(DATA FOR THIS TASK):
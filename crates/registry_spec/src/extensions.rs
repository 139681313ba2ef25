use serde::{Deserialize, Serialize};

/// Which object an extension is enabled on.
#[derive(Debug, Clone, Copy, PartialEq, Eq, Hash, Serialize, Deserialize)]
#[serde(rename_all = "lowercase")]
pub enum ExtensionType {
	Instance,
	Device,
}

impl std::fmt::Display for ExtensionType {
	fn fmt(&self, f: &mut std::fmt::Formatter<'_>) -> std::fmt::Result {
		match self {
			Self::Instance => write!(f, "instance"),
			Self::Device => write!(f, "device"),
		}
	}
}

/// Registry-side declaration of an extension.
#[derive(Debug, Clone, PartialEq, Eq, Serialize, Deserialize)]
pub struct ExtensionSpec {
	pub name: String,
	#[serde(rename = "type")]
	pub ty: ExtensionType,
	/// Window-system platform, which turns into a guard on required commands.
	#[serde(default, skip_serializing_if = "Option::is_none")]
	pub platform: Option<String>,
	#[serde(default)]
	pub commands: Vec<String>,
}

impl ExtensionSpec {
	pub fn new(name: impl Into<String>, ty: ExtensionType, commands: &[&str]) -> Self {
		Self {
			name: name.into(),
			ty,
			platform: None,
			commands: commands.iter().map(|c| c.to_string()).collect(),
		}
	}

	pub fn with_platform(mut self, platform: impl Into<String>) -> Self {
		self.platform = Some(platform.into());
		self
	}

	/// Returns the `VK_USE_PLATFORM_*` define guarding this extension's commands.
	pub fn platform_define(&self) -> Option<String> {
		let platform = self.platform.as_deref()?.to_uppercase();
		let suffix = if platform == "XLIB_XRANDR" { "_EXT" } else { "_KHR" };
		Some(format!("VK_USE_PLATFORM_{platform}{suffix}"))
	}
}

#[cfg(test)]
mod tests {
	use super::*;

	#[test]
	fn platform_define_uses_khr_suffix() {
		let ext = ExtensionSpec::new("VK_KHR_wayland_surface", ExtensionType::Instance, &[]).with_platform("wayland");
		assert_eq!(ext.platform_define().as_deref(), Some("VK_USE_PLATFORM_WAYLAND_KHR"));
	}

	#[test]
	fn platform_define_xrandr_uses_ext_suffix() {
		let ext = ExtensionSpec::new("VK_EXT_acquire_xlib_display", ExtensionType::Instance, &[]).with_platform("xlib_xrandr");
		assert_eq!(ext.platform_define().as_deref(), Some("VK_USE_PLATFORM_XLIB_XRANDR_EXT"));
	}

	#[test]
	fn no_platform_no_define() {
		let ext = ExtensionSpec::new("VK_KHR_maintenance1", ExtensionType::Device, &[]);
		assert!(ext.platform_define().is_none());
	}
}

(HOW TO COMPLETE THIS TASK):
Once you have located every line with the word "PartialEq" in the material above, list those lines.

(OUTPUT OF THE TASK):
#[derive(Debug, Clone, Copy, PartialEq, Eq, Hash, Serialize, Deserialize)]
#[derive(Debug, Clone, PartialEq, Eq, Serialize, Deserialize)]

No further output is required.